Geschrieben am 24-09-2009

Hamburg/Hohenstein-Ernstthal (ots) - "Die langfristigen
Perspektiven der Solarindustrie sind nach wie vor ausgezeichnet". Das
sagte der Vorstandsvorsitzende des börsennotierten
Technologieproviders für Solaranlagen Roth & Rau AG, Dr. Dietmar
Roth, heute im Rahmen eines Pressegesprächs auf der 24. Europäischen
Photovoltaik Solar Energie Konferenz und Ausstellung in Hamburg.

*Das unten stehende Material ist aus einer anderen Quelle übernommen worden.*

use std::sync::Arc;
use std::time::Duration;

use async_trait::async_trait;
use deadpool_redis::{Config, Pool, Runtime};
use redis::{AsyncCommands, Script};
use tokio::sync::RwLock;

use palisade_sync::{SyncBackend, SyncError, register_lock_backend};

use crate::scripts;
use crate::settings::RedisSettings;

/// Redis [`SyncBackend`].
///
/// One key per lock name (optionally prefixed); the value is the holder
/// token and the key TTL is the lease in milliseconds. Acquire, release and
/// ownership checks run as server-side scripts so every mutation is a
/// single atomic evaluation.
///
/// Mutual exclusion holds against a single Redis instance. Asynchronous
/// replication means a failover can lose a freshly acquired lock; use the
/// Postgres backend where that is not acceptable.
pub struct RedisSyncBackend {
    url: String,
    key_prefix: String,
    pool: RwLock<Option<Pool>>,
}

impl RedisSyncBackend {
    /// Create a backend from validated settings.
    ///
    /// With `auto_register` the backend publishes itself as the
    /// process-wide default lock backend.
    pub fn new(settings: RedisSettings, auto_register: bool) -> Arc<Self> {
        let backend = Arc::new(Self {
            url: settings.url,
            key_prefix: settings.key_prefix,
            pool: RwLock::new(None),
        });
        if auto_register {
            register_lock_backend(backend.clone());
        }
        backend
    }

    /// Create a backend from the `REDIS_*` environment variables.
    ///
    /// # Errors
    ///
    /// Returns [`SyncError::SettingsValidation`] listing every offending
    /// variable.
    pub fn from_env(auto_register: bool) -> Result<Arc<Self>, SyncError> {
        Ok(Self::new(RedisSettings::from_env()?, auto_register))
    }

    fn key(&self, name: &str) -> String {
        if self.key_prefix.is_empty() {
            name.to_owned()
        } else {
            format!("{}:{name}", self.key_prefix)
        }
    }

    async fn conn(
        &self,
        operation: &'static str,
    ) -> Result<deadpool_redis::Connection, SyncError> {
        let pool = self.pool.read().await.clone();
        let Some(pool) = pool else {
            return Err(SyncError::OutOfContext { operation });
        };
        pool.get()
            .await
            .map_err(|e| SyncError::Connection(e.to_string()))
    }
}

#[async_trait]
impl SyncBackend for RedisSyncBackend {
    async fn open(&self) -> Result<(), SyncError> {
        let pool = Config::from_url(&self.url)
            .builder()
            .map_err(|e| SyncError::Connection(e.to_string()))?
            .runtime(Runtime::Tokio1)
            .build()
            .map_err(|e| SyncError::Connection(e.to_string()))?;
        *self.pool.write().await = Some(pool);
        Ok(())
    }

    async fn close(&self) -> Result<(), SyncError> {
        if let Some(pool) = self.pool.write().await.take() {
            pool.close();
        }
        Ok(())
    }

    async fn acquire(
        &self,
        name: &str,
        token: &str,
        duration: Duration,
    ) -> Result<bool, SyncError> {
        let mut conn = self.conn("acquire").await?;
        let ttl_ms = i64::try_from(duration.as_millis()).unwrap_or(i64::MAX);

        let granted: i64 = Script::new(scripts::ACQUIRE)
            .key(self.key(name))
            .arg(token)
            .arg(ttl_ms)
            .invoke_async(&mut conn)
            .await
            .map_err(|e| SyncError::Backend(e.to_string()))?;
        Ok(granted == 1)
    }

    async fn release(&self, name: &str, token: &str) -> Result<bool, SyncError> {
        let mut conn = self.conn("release").await?;

        let deleted: i64 = Script::new(scripts::RELEASE)
            .key(self.key(name))
            .arg(token)
            .invoke_async(&mut conn)
            .await
            .map_err(|e| SyncError::Backend(e.to_string()))?;
        Ok(deleted == 1)
    }

    async fn locked(&self, name: &str) -> Result<bool, SyncError> {
        let mut conn = self.conn("locked").await?;
        conn.exists(self.key(name))
            .await
            .map_err(|e| SyncError::Backend(e.to_string()))
    }

    async fn owned(&self, name: &str, token: &str) -> Result<bool, SyncError> {
        let mut conn = self.conn("owned").await?;

        let held: i64 = Script::new(scripts::OWNED)
            .key(self.key(name))
            .arg(token)
            .invoke_async(&mut conn)
            .await
            .map_err(|e| SyncError::Backend(e.to_string()))?;
        Ok(held == 1)
    }
}

impl std::fmt::Debug for RedisSyncBackend {
    fn fmt(&self, f: &mut std::fmt::Formatter<'_>) -> std::fmt::Result {
        f.debug_struct("RedisSyncBackend")
            .field("key_prefix", &self.key_prefix)
            .finish_non_exhaustive()
    }
}

#[cfg(test)]
mod tests {
    use super::*;

    #[tokio::test]
    async fn out_of_context_before_open() {
        let settings = RedisSettings::new("redis://127.0.0.1:6379").unwrap();
        let backend = RedisSyncBackend::new(settings, false);

        let err = backend
            .acquire("x", "a", Duration::from_secs(1))
            .await
            .expect_err("unopened backend should refuse");
        assert!(matches!(err, SyncError::OutOfContext { operation: "acquire" }));
    }

    #[test]
    fn key_prefix_applied() {
        let settings = RedisSettings::new("redis://127.0.0.1:6379")
            .unwrap()
            .with_key_prefix("palisade");
        let backend = RedisSyncBackend::new(settings, false);
        assert_eq!(backend.key("orders"), "palisade:orders");

        let bare = RedisSyncBackend::new(
            RedisSettings::new("redis://127.0.0.1:6379").unwrap(),
            false,
        );
        assert_eq!(bare.key("orders"), "orders");
    }
}

#[cfg(all(test, feature = "integration"))]
mod integration_tests {
    use super::*;
    use palisade_sync::testing::run_lock_backend_conformance;

    fn test_settings() -> RedisSettings {
        let url =
            std::env::var("REDIS_URL").unwrap_or_else(|_| "redis://127.0.0.1:6379".to_string());
        RedisSettings::new(url)
            .expect("test URL should be valid")
            .with_key_prefix(format!("palisade-test-{}", uuid::Uuid::new_v4().simple()))
    }

    #[tokio::test(flavor = "multi_thread")]
    async fn conformance() {
        let backend = RedisSyncBackend::new(test_settings(), false);
        backend.open().await.expect("open should succeed");
        run_lock_backend_conformance(backend.as_ref())
            .await
            .expect("conformance suite should pass");
        backend.close().await.expect("close should succeed");
    }
}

Der Beirat der Bundesregierung für Globale Umweltveränderungen und
zahlreiche andere Studien gingen davon aus, dass Solarstrom
langfristig einen erheblichen Beitrag zum Klimaschutz leisten kann.
Voraussetzung hierfür, so Roth, sei die mittel- und langfristige
Wettbewerbsfähigkeit des Solarstroms, die nur durch
kosteneffizientere Technologien erreicht werden könne.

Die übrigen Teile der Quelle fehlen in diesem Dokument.